* _Extracted entries_:
//! Line-of-sight checks supplied by the simulation layer.

use crate::geom::Vec3;

/// Answers whether two world positions can see each other.
///
/// The graph never inspects level geometry itself; spatial queries that
/// need visibility defer to whatever implements this trait.
pub trait LineOfSight {
    fn has_line_of_sight(&self, from: Vec3, to: Vec3) -> bool;
}

impl<F> LineOfSight for F
where
    F: Fn(Vec3, Vec3) -> bool,
{
    #[inline]
    fn has_line_of_sight(&self, from: Vec3, to: Vec3) -> bool {
        self(from, to)
    }
}

/// A world without obstacles: every position sees every other.
#[derive(Clone, Copy, Debug, Default)]
pub struct AlwaysVisible;

impl LineOfSight for AlwaysVisible {
    #[inline]
    fn has_line_of_sight(&self, _from: Vec3, _to: Vec3) -> bool {
        true
    }
}
//! Predicate lookups over the graph.
//!
//! A flood search walks outgoing edges depth-first from the first waypoint,
//! so it only finds what is connected to the start of the track. A linear
//! search scans storage and ignores edges entirely.

use crate::graph::{NodeHandle, Waypoint, WaypointGraph};
use crate::pather::{Direction, Traversal, WaypointPather};

/// How a lookup walks the graph.
#[derive(Debug, Clone, Copy, Default, PartialEq, Eq, Hash)]
pub enum LookupMode {
    /// Depth-first over outgoing edges from the first waypoint.
    #[default]
    Graph,
    /// In storage order.
    Store,
}

impl WaypointGraph {
    /// Depth-first search from the first waypoint for one matching `pred`.
    ///
    /// `visited` needs one flag per waypoint and should start cleared;
    /// waypoints already flagged are skipped. Each waypoint is checked at
    /// most once, so cyclic tracks terminate.
    pub fn flood_find(
        &mut self,
        visited: &mut [bool],
        mut pred: impl FnMut(&Waypoint) -> bool,
    ) -> Option<NodeHandle> {
        let first = self.first?;
        if visited.len() < self.nodes.len() {
            log::debug!(
                "flood_find: visited holds {} flags for {} waypoints",
                visited.len(),
                self.nodes.len()
            );
            return None;
        }
        let nodes = &self.nodes;
        let pather = WaypointPather::new(nodes, Direction::Forward, Traversal::AllEnabled);
        let found = self
            .finder
            .flood_find(&pather, first, visited, |i| pred(&nodes[i]))?;
        Some(self.handle(found))
    }

    /// The first waypoint in storage order matching `pred`.
    pub fn linear_find(&self, pred: impl FnMut(&Waypoint) -> bool) -> Option<NodeHandle> {
        self.nodes.iter().position(pred).map(|i| self.handle(i))
    }

    /// Find a waypoint matching `pred` the way `mode` says.
    pub fn find_node(
        &mut self,
        mode: LookupMode,
        pred: impl FnMut(&Waypoint) -> bool,
    ) -> Option<NodeHandle> {
        match mode {
            LookupMode::Graph => {
                let mut visited = vec![false; self.nodes.len()];
                self.flood_find(&mut visited, pred)
            }
            LookupMode::Store => self.linear_find(pred),
        }
    }

    /// The waypoint built from the marker at `marker` in the list last given
    /// to [`build`](Self::build).
    pub fn find_node_for_marker(&mut self, marker: usize, mode: LookupMode) -> Option<NodeHandle> {
        let found = self.find_node(mode, |w| w.marker == marker);
        if found.is_none() {
            log::debug!("find_node_for_marker: no waypoint for marker {marker} ({mode:?})");
        }
        found
    }

    /// The first waypoint in storage order with waypoint id `id`.
    pub fn find_node_by_id(&self, id: u32) -> Option<NodeHandle> {
        self.linear_find(|w| w.id == id)
    }
}
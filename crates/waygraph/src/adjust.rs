//! Pre-build marker adjustment from risers and anchors.

use waygraph_core::{Anchor, Marker, Riser};

/// What [`adjust_markers`] changed.
#[derive(Debug, Clone, Copy, Default, PartialEq, Eq)]
pub struct AdjustSummary {
    /// Markers whose height was set by a riser.
    pub raised: usize,
    /// Markers whose radius was set by an anchor.
    pub anchored: usize,
}

/// Apply `risers` and `anchors` to `markers` in place. Run this before
/// [`WaypointGraph::build`](crate::WaypointGraph::build).
///
/// A marker takes its height from the first riser that applies to it. Each
/// applicable anchor then sets the marker's radius to its horizontal
/// distance from the anchor, so the last one listed wins.
pub fn adjust_markers(markers: &mut [Marker], risers: &[Riser], anchors: &[Anchor]) -> AdjustSummary {
    let mut summary = AdjustSummary::default();

    for marker in markers.iter_mut() {
        if let Some(riser) = risers.iter().find(|r| r.applies_to(marker)) {
            marker.position = marker.position.with_z(riser.position.z);
            summary.raised += 1;
        }
    }

    for anchor in anchors {
        for marker in markers.iter_mut().filter(|m| anchor.applies_to(m)) {
            marker.radius = marker.position.planar_distance(anchor.position);
            summary.anchored += 1;
        }
    }

    if summary != AdjustSummary::default() {
        log::debug!(
            "Adjusted waypoint markers: {} raised, {} radius changes.",
            summary.raised,
            summary.anchored
        );
    }
    summary
}

#[cfg(test)]
mod tests {
    use super::*;
    use waygraph_core::Vec3;
    use waygraph_core::marker::DEFAULT_RADIUS;

    fn markers() -> Vec<Marker> {
        vec![
            Marker::new(0, Vec3::new(0.0, 0.0, 0.0)).with_tag(1),
            Marker::new(1, Vec3::new(30.0, 40.0, 5.0)).with_tag(2),
            Marker::new(2, Vec3::new(60.0, 80.0, 0.0)),
        ]
    }

    #[test]
    fn tagged_riser_only_raises_matching_markers() {
        let mut ms = markers();
        let risers = [Riser {
            position: Vec3::new(0.0, 0.0, 128.0),
            tag: Some(2),
        }];
        let summary = adjust_markers(&mut ms, &risers, &[]);
        assert_eq!(summary, AdjustSummary { raised: 1, anchored: 0 });
        assert_eq!(ms[0].position.z, 0.0);
        assert_eq!(ms[1].position.z, 128.0);
        assert_eq!(ms[2].position.z, 0.0);
    }

    #[test]
    fn first_applicable_riser_wins() {
        let mut ms = markers();
        let risers = [
            Riser {
                position: Vec3::new(0.0, 0.0, 64.0),
                tag: Some(1),
            },
            Riser {
                position: Vec3::new(0.0, 0.0, 32.0),
                tag: None,
            },
        ];
        let summary = adjust_markers(&mut ms, &risers, &[]);
        assert_eq!(summary.raised, 3);
        assert_eq!(ms[0].position.z, 64.0);
        assert_eq!(ms[1].position.z, 32.0);
        assert_eq!(ms[2].position.z, 32.0);
    }

    #[test]
    fn anchors_set_planar_radius() {
        let mut ms = markers();
        let anchors = [
            Anchor {
                position: Vec3::new(0.0, 0.0, 900.0),
                tag: 2,
            },
            Anchor {
                position: Vec3::new(0.0, 40.0, 0.0),
                tag: 2,
            },
        ];
        let summary = adjust_markers(&mut ms, &[], &anchors);
        assert_eq!(summary.anchored, 2);
        // The later anchor overrides the earlier one.
        assert_eq!(ms[1].radius, 30.0);
        assert_eq!(ms[0].radius, DEFAULT_RADIUS);
        // Untagged markers carry tag 0 and no anchor here uses it.
        assert_eq!(ms[2].radius, DEFAULT_RADIUS);
    }

    #[test]
    fn nothing_to_apply() {
        let mut ms = markers();
        let before = ms.clone();
        assert_eq!(adjust_markers(&mut ms, &[], &[]), AdjustSummary::default());
        assert_eq!(ms, before);
    }
}
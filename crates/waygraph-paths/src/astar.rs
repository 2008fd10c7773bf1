use std::collections::BinaryHeap;

use crate::pathfinder::{NO_SLOT, NodeRef, Path, PathFinder, Record, ScratchHints};
use crate::traits::AstarPather;

impl PathFinder {
    /// Compute the cheapest path from `from` to `to` using A*.
    ///
    /// Returns the full path (including both endpoints) or `None` if `to`
    /// cannot be reached through traversable nodes. A search whose start is
    /// its goal succeeds with a single-node path of distance 0.
    ///
    /// The open set and record array start at the capacities
    /// given by [`hints`](Self::hints); the hints are raised afterwards to
    /// whatever each set grew to.
    pub fn astar_path<P: AstarPather>(&mut self, pather: &P, from: usize, to: usize) -> Option<Path> {
        let len = pather.node_count();
        if from >= len || to >= len {
            log::debug!("astar_path: node out of range (from {from}, to {to}, {len} nodes)");
            return None;
        }

        if from == to {
            return Some(Path::trivial(from));
        }

        let mut open: BinaryHeap<NodeRef> = BinaryHeap::with_capacity(self.hints.open);
        let mut closed_count = 0;
        let mut records: Vec<Record> = Vec::with_capacity(self.hints.nodes);
        let mut slots = vec![NO_SLOT; len];
        let mut open_peak = 0;

        slots[from] = 0;
        records.push(Record {
            node: from,
            g: 0,
            parent: NO_SLOT,
            closed: false,
            expanded: false,
        });
        open.push(NodeRef {
            slot: 0,
            f: pather.estimate(from, to),
            g: 0,
        });

        let found = 'search: loop {
            open_peak = open_peak.max(open.len());
            let Some(current) = open.pop() else {
                break 'search None;
            };

            let cs = current.slot;
            let record = records[cs];

            // Skip stale entries.
            if record.closed || record.g != current.g {
                continue;
            }

            if record.node == to {
                break 'search Some(cs);
            }

            records[cs].closed = true;
            if !records[cs].expanded {
                records[cs].expanded = true;
                closed_count += 1;
            }

            let neighbors = pather.neighbors(record.node);
            let costs = pather.costs(record.node);
            if neighbors.len() != costs.len() {
                log::debug!(
                    "astar_path: node {} has {} neighbors but {} costs",
                    record.node,
                    neighbors.len(),
                    costs.len()
                );
            }

            for (&next, &cost) in neighbors.iter().zip(costs) {
                if next >= len || !pather.traversable(next) {
                    continue;
                }
                let tentative_g = record.g.saturating_add(cost);

                let slot = match slots[next] {
                    NO_SLOT => {
                        records.push(Record {
                            node: next,
                            g: tentative_g,
                            parent: cs,
                            closed: false,
                            expanded: false,
                        });
                        slots[next] = records.len() - 1;
                        records.len() - 1
                    }
                    slot => {
                        let r = &mut records[slot];
                        if tentative_g >= r.g {
                            continue;
                        }
                        // Only an inconsistent heuristic can improve a
                        // closed node; reopen it.
                        r.g = tentative_g;
                        r.parent = cs;
                        r.closed = false;
                        slot
                    }
                };

                open.push(NodeRef {
                    slot,
                    f: tentative_g.saturating_add(pather.estimate(next, to)),
                    g: tentative_g,
                });
            }
        };

        let seen = ScratchHints {
            open: open_peak,
            closed: closed_count,
            nodes: records.len(),
        };
        if self.hints.absorb(seen) {
            log::trace!("astar_path: scratch hints grew to {:?}", self.hints);
        }

        let goal_slot = found?;

        // Reconstruct path.
        let distance = records[goal_slot].g;
        let mut nodes = Vec::new();
        let mut cs = goal_slot;
        while cs != NO_SLOT {
            nodes.push(records[cs].node);
            cs = records[cs].parent;
        }
        nodes.reverse();
        Some(Path { nodes, distance })
    }
}

#[cfg(test)]
mod tests {
    use super::*;
    use crate::traits::{Pather, WeightedPather};

    /// Adjacency-list graph on a line: node `i` sits at `x = pos[i]`.
    struct LineGraph {
        pos: Vec<u32>,
        next: Vec<Vec<usize>>,
        costs: Vec<Vec<u32>>,
        blocked: Vec<bool>,
    }

    impl LineGraph {
        fn new(pos: &[u32]) -> Self {
            let n = pos.len();
            Self {
                pos: pos.to_vec(),
                next: vec![Vec::new(); n],
                costs: vec![Vec::new(); n],
                blocked: vec![false; n],
            }
        }

        fn edge(mut self, a: usize, b: usize, cost: u32) -> Self {
            self.next[a].push(b);
            self.costs[a].push(cost);
            self
        }

        fn block(mut self, n: usize) -> Self {
            self.blocked[n] = true;
            self
        }
    }

    impl Pather for LineGraph {
        fn node_count(&self) -> usize {
            self.pos.len()
        }
        fn neighbors(&self, node: usize) -> &[usize] {
            &self.next[node]
        }
    }

    impl WeightedPather for LineGraph {
        fn costs(&self, node: usize) -> &[u32] {
            &self.costs[node]
        }
    }

    impl AstarPather for LineGraph {
        fn estimate(&self, from: usize, to: usize) -> u32 {
            self.pos[from].abs_diff(self.pos[to])
        }
        fn traversable(&self, node: usize) -> bool {
            !self.blocked[node]
        }
    }

    fn diamond() -> LineGraph {
        // 0 -> 1 -> 3 costs 10 + 10, 0 -> 2 -> 3 costs 5 + 30.
        LineGraph::new(&[0, 10, 5, 20])
            .edge(0, 1, 10)
            .edge(1, 3, 10)
            .edge(0, 2, 5)
            .edge(2, 3, 30)
    }

    #[test]
    fn picks_cheapest_branch() {
        let mut pf = PathFinder::default();
        let path = pf.astar_path(&diamond(), 0, 3).unwrap();
        assert_eq!(path.nodes, vec![0, 1, 3]);
        assert_eq!(path.distance, 20);
    }

    #[test]
    fn same_start_and_goal() {
        let mut pf = PathFinder::default();
        let path = pf.astar_path(&diamond(), 2, 2).unwrap();
        assert_eq!(path, Path::trivial(2));
    }

    #[test]
    fn respects_traversable() {
        let mut pf = PathFinder::default();
        let g = diamond().block(1);
        let path = pf.astar_path(&g, 0, 3).unwrap();
        assert_eq!(path.nodes, vec![0, 2, 3]);
        assert_eq!(path.distance, 35);
    }

    #[test]
    fn blocked_goal_is_unreachable() {
        let mut pf = PathFinder::default();
        let g = diamond().block(3);
        assert!(pf.astar_path(&g, 0, 3).is_none());
    }

    #[test]
    fn unreachable_returns_none() {
        let mut pf = PathFinder::default();
        // Edges only go forward.
        assert!(pf.astar_path(&diamond(), 3, 0).is_none());
    }

    #[test]
    fn out_of_range_returns_none() {
        let mut pf = PathFinder::default();
        assert!(pf.astar_path(&diamond(), 0, 9).is_none());
        assert!(pf.astar_path(&diamond(), 9, 0).is_none());
    }

    #[test]
    fn handles_cycles() {
        let g = LineGraph::new(&[0, 10, 20, 30])
            .edge(0, 1, 10)
            .edge(1, 2, 10)
            .edge(2, 0, 20)
            .edge(2, 3, 10)
            .edge(3, 0, 30);
        let mut pf = PathFinder::default();
        let path = pf.astar_path(&g, 1, 0).unwrap();
        assert_eq!(path.nodes, vec![1, 2, 0]);
        assert_eq!(path.distance, 30);
    }

    #[test]
    fn hints_grow_to_high_water_mark() {
        // A fan of 40 children, each leading to the goal.
        let n = 42;
        let goal = n - 1;
        let mut pos = vec![0u32; n];
        pos[goal] = 2;
        let mut g = LineGraph::new(&pos);
        for child in 1..goal {
            g.pos[child] = 1;
            g = g.edge(0, child, 1).edge(child, goal, 1);
        }

        let mut pf = PathFinder::new(ScratchHints {
            open: 1,
            closed: 1,
            nodes: 1,
        });
        let path = pf.astar_path(&g, 0, goal).unwrap();
        assert_eq!(path.distance, 2);
        let grown = pf.hints();
        assert!(grown.open >= 40);
        assert!(grown.nodes >= 41);
        assert!(grown.closed >= 2);

        // A tiny search afterwards never shrinks them.
        pf.astar_path(&g, 1, goal).unwrap();
        assert_eq!(pf.hints(), grown);
    }

    #[test]
    fn reopened_node_counts_once_in_closed_hint() {
        // The heuristic overestimates at node 1, so node 2 is closed via the
        // direct edge before the cheaper route through 1 reopens it.
        let g = LineGraph::new(&[0, 10, 0, 0])
            .edge(0, 1, 1)
            .edge(0, 2, 3)
            .edge(1, 2, 1)
            .edge(2, 3, 10);
        let mut pf = PathFinder::new(ScratchHints {
            open: 1,
            closed: 1,
            nodes: 1,
        });
        let path = pf.astar_path(&g, 0, 3).unwrap();
        assert_eq!(path.nodes, vec![0, 1, 2, 3]);
        assert_eq!(path.distance, 12);
        // Nodes 0, 2 and 1 were closed; 2 twice.
        assert_eq!(pf.hints().closed, 3);
        assert_eq!(pf.hints().nodes, 4);
    }
}
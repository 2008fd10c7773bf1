//! Geometry primitive: [`Vec3`].
//!
//! World positions are real-valued map units. Z grows upward.

use std::fmt;
use std::ops::{Add, Div, Mul, Sub};

// ---------------------------------------------------------------------------
// Vec3
// ---------------------------------------------------------------------------

/// A 3D position or offset in map units.
#[derive(Copy, Clone, Debug, Default, PartialEq)]
#[cfg_attr(feature = "serde", derive(serde::Serialize, serde::Deserialize))]
pub struct Vec3 {
    pub x: f64,
    pub y: f64,
    pub z: f64,
}

impl Vec3 {
    /// Origin (0, 0, 0).
    pub const ZERO: Self = Self {
        x: 0.0,
        y: 0.0,
        z: 0.0,
    };

    /// Create a new vector.
    #[inline]
    pub const fn new(x: f64, y: f64, z: f64) -> Self {
        Self { x, y, z }
    }

    /// Return the same vector at height `z`.
    #[inline]
    pub const fn with_z(self, z: f64) -> Self {
        Self {
            x: self.x,
            y: self.y,
            z,
        }
    }

    /// Euclidean length.
    #[inline]
    pub fn length(self) -> f64 {
        (self.x * self.x + self.y * self.y + self.z * self.z).sqrt()
    }

    /// Euclidean distance to `other`.
    #[inline]
    pub fn distance(self, other: Self) -> f64 {
        (self - other).length()
    }

    /// Distance to `other` ignoring height.
    #[inline]
    pub fn planar_distance(self, other: Self) -> f64 {
        let dx = self.x - other.x;
        let dy = self.y - other.y;
        (dx * dx + dy * dy).sqrt()
    }

    /// Distance to `other` with the vertical offset multiplied by
    /// `z_scale`. A scale above 1 squashes spheres into flat discs.
    #[inline]
    pub fn weighted_distance(self, other: Self, z_scale: f64) -> f64 {
        let d = self - other;
        Self::new(d.x, d.y, d.z * z_scale).length()
    }

    /// Linear interpolation: `t = 0` is `self`, `t = 1` is `other`.
    #[inline]
    pub fn lerp(self, other: Self, t: f64) -> Self {
        self + (other - self) * t
    }

    /// Whether every component is finite.
    #[inline]
    pub fn is_finite(self) -> bool {
        self.x.is_finite() && self.y.is_finite() && self.z.is_finite()
    }
}

impl fmt::Display for Vec3 {
    fn fmt(&self, f: &mut fmt::Formatter<'_>) -> fmt::Result {
        write!(f, "({}, {}, {})", self.x, self.y, self.z)
    }
}

impl Add for Vec3 {
    type Output = Self;
    #[inline]
    fn add(self, rhs: Self) -> Self {
        Self::new(self.x + rhs.x, self.y + rhs.y, self.z + rhs.z)
    }
}

impl Sub for Vec3 {
    type Output = Self;
    #[inline]
    fn sub(self, rhs: Self) -> Self {
        Self::new(self.x - rhs.x, self.y - rhs.y, self.z - rhs.z)
    }
}

impl Mul<f64> for Vec3 {
    type Output = Self;
    #[inline]
    fn mul(self, rhs: f64) -> Self {
        Self::new(self.x * rhs, self.y * rhs, self.z * rhs)
    }
}

impl Div<f64> for Vec3 {
    type Output = Self;
    #[inline]
    fn div(self, rhs: f64) -> Self {
        Self::new(self.x / rhs, self.y / rhs, self.z / rhs)
    }
}


#[cfg(all(test, feature = "serde"))]
mod serde_tests {
    use super::*;

    #[test]
    fn vec3_from_json() {
        let v: Vec3 = serde_json::from_str(r#"{"x":1.5,"y":-2.0,"z":0.0}"#).unwrap();
        assert_eq!(v, Vec3::new(1.5, -2.0, 0.0));
    }
}
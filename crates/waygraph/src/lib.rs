//! Waypoint graphs for racing AI and race progress.
//!
//! A map places waypoint [`Marker`]s, each naming the id of the marker that
//! follows it. [`WaypointGraph::build`] turns that list into a directed graph
//! with weighted edges both ways, and the graph then answers the questions
//! a race simulation asks every tick:
//!
//! - **Steering**: which waypoint to head for next
//!   ([`WaypointGraph::next_hop`]), or the whole best path
//!   ([`WaypointGraph::pathfind`]), forwards or backwards, with or without
//!   shortcuts.
//! - **Progress**: which waypoint an entity is at
//!   ([`WaypointGraph::best_node_for_entity`]) and how long a lap is
//!   ([`WaypointGraph::circuit_length`]).
//! - **Lookup**: nearest waypoint to a point, or the first waypoint matching
//!   a predicate by flood or linear search.
//!
//! Waypoints are addressed by [`NodeHandle`]. A handle is only good for the
//! graph build that produced it; queries given a stale handle log at debug
//! level and return `None` or `false`.
//!
//! ```
//! use waygraph::{Direction, Marker, Traversal, Vec3, WaypointGraph};
//!
//! let markers = [
//!     Marker::new(0, Vec3::new(0.0, 0.0, 0.0)).with_next(1).finish_line(),
//!     Marker::new(1, Vec3::new(100.0, 0.0, 0.0)).with_next(2),
//!     Marker::new(2, Vec3::new(100.0, 100.0, 0.0)).with_next(0),
//! ];
//! let mut graph = WaypointGraph::new();
//! let report = graph.build(&markers).unwrap();
//! assert!(report.warnings.is_empty());
//!
//! assert_eq!(graph.circuit_length(), 342);
//!
//! let here = graph.find_node_by_id(1).unwrap();
//! let finish = graph.finish_node().unwrap();
//! let hop = graph.next_hop(here, finish, Traversal::NoShortcuts, Direction::Forward);
//! assert_eq!(graph.id(hop.unwrap()), Some(2));
//! ```

mod adjust;
mod build;
mod circuit;
mod config;
mod debug;
mod graph;
mod pather;
mod query;
mod search;

pub use adjust::{AdjustSummary, adjust_markers};
pub use build::{BuildError, BuildReport, BuildWarning};
pub use config::{GraphConfig, TrackLayout};
pub use debug::{
    DebugLine, DebugMarker, DebugMode, DebugView, LinkColour, MarkerStatus, SAMPLE_STEP,
    SAMPLES_PER_LINE,
};
pub use graph::{Edge, NodeHandle, Waypoint, WaypointFlags, WaypointGraph};
pub use pather::{Direction, Traversal};
pub use query::{VERTICAL_WEIGHT, WaypointPath};
pub use search::LookupMode;

pub use waygraph_core::{AlwaysVisible, Anchor, LineOfSight, Marker, Riser, Vec3};
pub use waygraph_paths::ScratchHints;
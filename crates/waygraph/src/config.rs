//! Graph configuration.

use waygraph_paths::ScratchHints;

/// Whether the track loops back onto its finish line.
#[derive(Debug, Clone, Copy, Default, PartialEq, Eq)]
#[cfg_attr(feature = "serde", derive(serde::Serialize, serde::Deserialize))]
pub enum TrackLayout {
    /// Racers lap the track; the circuit length is measured at build time
    /// and a track that does not loop is reported.
    #[default]
    Circuit,
    /// Point-to-point or sectioned track; the circuit length is always 0.
    Sprint,
}

/// Configuration for creating a [`WaypointGraph`](crate::WaypointGraph).
#[derive(Debug, Clone, Copy, Default, PartialEq, Eq)]
#[cfg_attr(feature = "serde", derive(serde::Serialize, serde::Deserialize))]
#[cfg_attr(feature = "serde", serde(default))]
pub struct GraphConfig {
    pub layout: TrackLayout,
    /// Starting capacities for pathfinding working sets.
    pub scratch: ScratchHints,
}

impl GraphConfig {
    /// Defaults with the given layout.
    pub fn with_layout(layout: TrackLayout) -> Self {
        Self {
            layout,
            ..Self::default()
        }
    }
}
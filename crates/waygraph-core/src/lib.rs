//! Core types for the waypoint graph engine.
//!
//! This crate provides the types shared across the *waygraph* crates:
//! 3D geometry, the placement markers a map loader hands to the graph
//! builder, and the traits through which the simulation layer answers
//! questions the graph cannot answer itself (line of sight).

pub mod geom;
pub mod marker;
pub mod sight;

pub use geom::Vec3;
pub use marker::{Anchor, Marker, Riser};
pub use sight::{AlwaysVisible, LineOfSight};
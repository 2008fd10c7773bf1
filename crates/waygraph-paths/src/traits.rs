/// Minimal search interface: node count and neighbor enumeration.
///
/// Nodes are dense indices in `0..node_count()`.
pub trait Pather {
    /// Number of addressable nodes.
    fn node_count(&self) -> usize;

    /// Nodes reachable from `node` in one step, in a stable order.
    fn neighbors(&self, node: usize) -> &[usize];
}

/// Pather with weighted edges.
pub trait WeightedPather: Pather {
    /// Costs aligned with [`neighbors`](Pather::neighbors): `costs(n)[i]` is
    /// the cost of stepping from `n` to `neighbors(n)[i]`.
    fn costs(&self, node: usize) -> &[u32];
}

/// Full A* pather with a heuristic and a traversal policy.
pub trait AstarPather: WeightedPather {
    /// Heuristic estimate of the cost from `from` to `to`.
    /// Must never overestimate the true cost (admissible).
    fn estimate(&self, from: usize, to: usize) -> u32;

    /// Whether the search may step onto `node`. The start node is never
    /// checked.
    fn traversable(&self, node: usize) -> bool {
        let _ = node;
        true
    }
}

* _How to complete this task_:
Please copy each line of the material that contains the word "parent".

* _Your solution_:
            parent: NO_SLOT,
                            parent: cs,
                        r.parent = cs;
            cs = records[cs].parent;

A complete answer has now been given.